● **What you have to do**:
The word "while" marks the lines to copy; find all of them in the entries below.

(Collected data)

▼▼▼

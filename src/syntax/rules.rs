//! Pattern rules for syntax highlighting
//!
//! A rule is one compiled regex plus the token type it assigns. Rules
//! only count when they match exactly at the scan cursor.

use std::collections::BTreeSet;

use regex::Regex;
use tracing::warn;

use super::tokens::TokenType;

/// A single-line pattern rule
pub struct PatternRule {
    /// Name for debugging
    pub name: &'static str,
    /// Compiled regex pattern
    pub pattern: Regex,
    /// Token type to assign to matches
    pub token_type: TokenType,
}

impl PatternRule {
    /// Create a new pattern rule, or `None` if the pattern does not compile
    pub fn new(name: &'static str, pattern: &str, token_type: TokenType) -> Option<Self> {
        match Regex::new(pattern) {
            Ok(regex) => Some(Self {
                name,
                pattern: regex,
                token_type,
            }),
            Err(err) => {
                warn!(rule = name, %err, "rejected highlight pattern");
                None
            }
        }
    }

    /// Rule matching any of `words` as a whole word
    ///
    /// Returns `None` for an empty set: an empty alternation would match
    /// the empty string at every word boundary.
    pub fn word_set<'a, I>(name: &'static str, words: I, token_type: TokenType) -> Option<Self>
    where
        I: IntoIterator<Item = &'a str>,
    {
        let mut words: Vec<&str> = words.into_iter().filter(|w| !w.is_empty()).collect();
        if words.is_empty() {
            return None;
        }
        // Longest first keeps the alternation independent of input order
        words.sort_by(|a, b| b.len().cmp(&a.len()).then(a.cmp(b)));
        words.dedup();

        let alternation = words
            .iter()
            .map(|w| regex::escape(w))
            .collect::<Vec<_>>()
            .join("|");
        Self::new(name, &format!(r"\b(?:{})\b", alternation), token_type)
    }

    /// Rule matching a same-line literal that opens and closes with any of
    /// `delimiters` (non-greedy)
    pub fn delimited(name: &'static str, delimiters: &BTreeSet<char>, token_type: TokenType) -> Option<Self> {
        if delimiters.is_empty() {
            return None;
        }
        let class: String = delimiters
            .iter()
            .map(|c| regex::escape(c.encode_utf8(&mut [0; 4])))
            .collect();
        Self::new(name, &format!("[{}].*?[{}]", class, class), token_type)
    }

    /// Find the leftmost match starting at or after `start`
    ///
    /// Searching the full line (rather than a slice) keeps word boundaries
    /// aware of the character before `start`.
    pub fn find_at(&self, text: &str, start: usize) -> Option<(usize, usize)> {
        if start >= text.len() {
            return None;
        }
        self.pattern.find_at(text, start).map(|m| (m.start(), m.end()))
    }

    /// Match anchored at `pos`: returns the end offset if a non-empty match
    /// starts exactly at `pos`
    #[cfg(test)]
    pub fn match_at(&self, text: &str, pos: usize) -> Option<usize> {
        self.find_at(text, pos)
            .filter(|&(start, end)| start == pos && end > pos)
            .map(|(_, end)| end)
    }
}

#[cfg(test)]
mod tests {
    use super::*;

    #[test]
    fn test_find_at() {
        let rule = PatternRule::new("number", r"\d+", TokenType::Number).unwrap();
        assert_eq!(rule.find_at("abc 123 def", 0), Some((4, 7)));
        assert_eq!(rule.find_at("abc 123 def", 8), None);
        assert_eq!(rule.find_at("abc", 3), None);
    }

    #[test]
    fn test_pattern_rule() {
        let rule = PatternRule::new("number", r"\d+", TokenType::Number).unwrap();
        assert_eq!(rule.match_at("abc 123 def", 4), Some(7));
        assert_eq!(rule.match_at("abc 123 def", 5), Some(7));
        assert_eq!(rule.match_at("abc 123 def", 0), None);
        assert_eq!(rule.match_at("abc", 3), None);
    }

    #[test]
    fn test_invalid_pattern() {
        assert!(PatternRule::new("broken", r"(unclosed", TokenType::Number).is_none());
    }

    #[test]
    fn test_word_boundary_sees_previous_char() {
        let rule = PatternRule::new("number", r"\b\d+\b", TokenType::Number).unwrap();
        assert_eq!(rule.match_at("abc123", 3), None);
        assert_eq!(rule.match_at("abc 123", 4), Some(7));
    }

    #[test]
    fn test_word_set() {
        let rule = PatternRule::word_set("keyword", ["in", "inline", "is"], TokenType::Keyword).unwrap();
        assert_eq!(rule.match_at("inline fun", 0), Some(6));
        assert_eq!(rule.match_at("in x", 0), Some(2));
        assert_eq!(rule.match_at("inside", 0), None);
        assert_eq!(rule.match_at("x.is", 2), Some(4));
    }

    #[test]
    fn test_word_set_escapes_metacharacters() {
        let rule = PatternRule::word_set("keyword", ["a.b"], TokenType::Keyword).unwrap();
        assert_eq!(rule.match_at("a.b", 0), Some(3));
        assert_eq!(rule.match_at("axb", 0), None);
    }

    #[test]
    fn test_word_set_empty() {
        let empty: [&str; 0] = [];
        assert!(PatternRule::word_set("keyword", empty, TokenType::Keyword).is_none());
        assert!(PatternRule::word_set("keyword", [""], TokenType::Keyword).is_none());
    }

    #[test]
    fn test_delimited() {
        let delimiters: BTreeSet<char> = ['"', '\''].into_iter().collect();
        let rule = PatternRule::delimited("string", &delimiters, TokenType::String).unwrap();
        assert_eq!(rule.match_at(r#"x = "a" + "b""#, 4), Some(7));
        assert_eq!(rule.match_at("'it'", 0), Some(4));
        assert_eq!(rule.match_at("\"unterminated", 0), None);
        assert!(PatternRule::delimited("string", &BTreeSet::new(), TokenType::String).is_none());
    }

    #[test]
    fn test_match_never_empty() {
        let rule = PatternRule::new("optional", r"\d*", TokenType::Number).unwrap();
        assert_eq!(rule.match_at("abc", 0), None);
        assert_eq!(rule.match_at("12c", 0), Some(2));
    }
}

▲▲▲
▼▼▼

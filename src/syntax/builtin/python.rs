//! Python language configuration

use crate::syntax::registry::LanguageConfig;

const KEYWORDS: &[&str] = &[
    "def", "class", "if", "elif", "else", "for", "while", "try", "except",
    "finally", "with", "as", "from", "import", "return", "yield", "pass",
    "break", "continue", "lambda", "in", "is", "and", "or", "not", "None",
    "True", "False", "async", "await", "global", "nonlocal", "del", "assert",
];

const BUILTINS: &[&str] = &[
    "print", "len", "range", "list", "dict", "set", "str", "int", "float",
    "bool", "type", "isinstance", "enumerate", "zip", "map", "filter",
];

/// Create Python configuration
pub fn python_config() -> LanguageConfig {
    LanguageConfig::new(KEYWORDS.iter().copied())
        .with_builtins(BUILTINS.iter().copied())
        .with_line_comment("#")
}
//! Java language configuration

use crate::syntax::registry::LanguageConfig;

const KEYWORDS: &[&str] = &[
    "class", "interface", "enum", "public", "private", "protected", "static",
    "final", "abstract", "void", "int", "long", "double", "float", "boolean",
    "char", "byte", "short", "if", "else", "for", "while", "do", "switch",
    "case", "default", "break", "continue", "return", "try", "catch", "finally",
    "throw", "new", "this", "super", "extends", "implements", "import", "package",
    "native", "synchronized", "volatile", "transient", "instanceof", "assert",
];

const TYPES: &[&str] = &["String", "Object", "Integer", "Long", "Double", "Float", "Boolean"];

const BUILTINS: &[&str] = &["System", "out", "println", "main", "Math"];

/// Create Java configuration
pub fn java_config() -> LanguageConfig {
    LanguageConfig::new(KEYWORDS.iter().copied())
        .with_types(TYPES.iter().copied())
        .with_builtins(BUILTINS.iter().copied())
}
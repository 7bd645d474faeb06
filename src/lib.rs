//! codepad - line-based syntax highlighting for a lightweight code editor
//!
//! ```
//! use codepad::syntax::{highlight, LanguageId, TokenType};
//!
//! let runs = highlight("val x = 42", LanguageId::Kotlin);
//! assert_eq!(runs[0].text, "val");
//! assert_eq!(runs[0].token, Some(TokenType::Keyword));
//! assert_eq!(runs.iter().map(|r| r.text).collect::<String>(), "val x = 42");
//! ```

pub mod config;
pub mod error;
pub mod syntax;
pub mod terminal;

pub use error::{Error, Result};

▲▲▲

● **Response**:
    "def", "class", "if", "elif", "else", "for", "while", "try", "except",
    "char", "byte", "short", "if", "else", "for", "while", "do", "switch",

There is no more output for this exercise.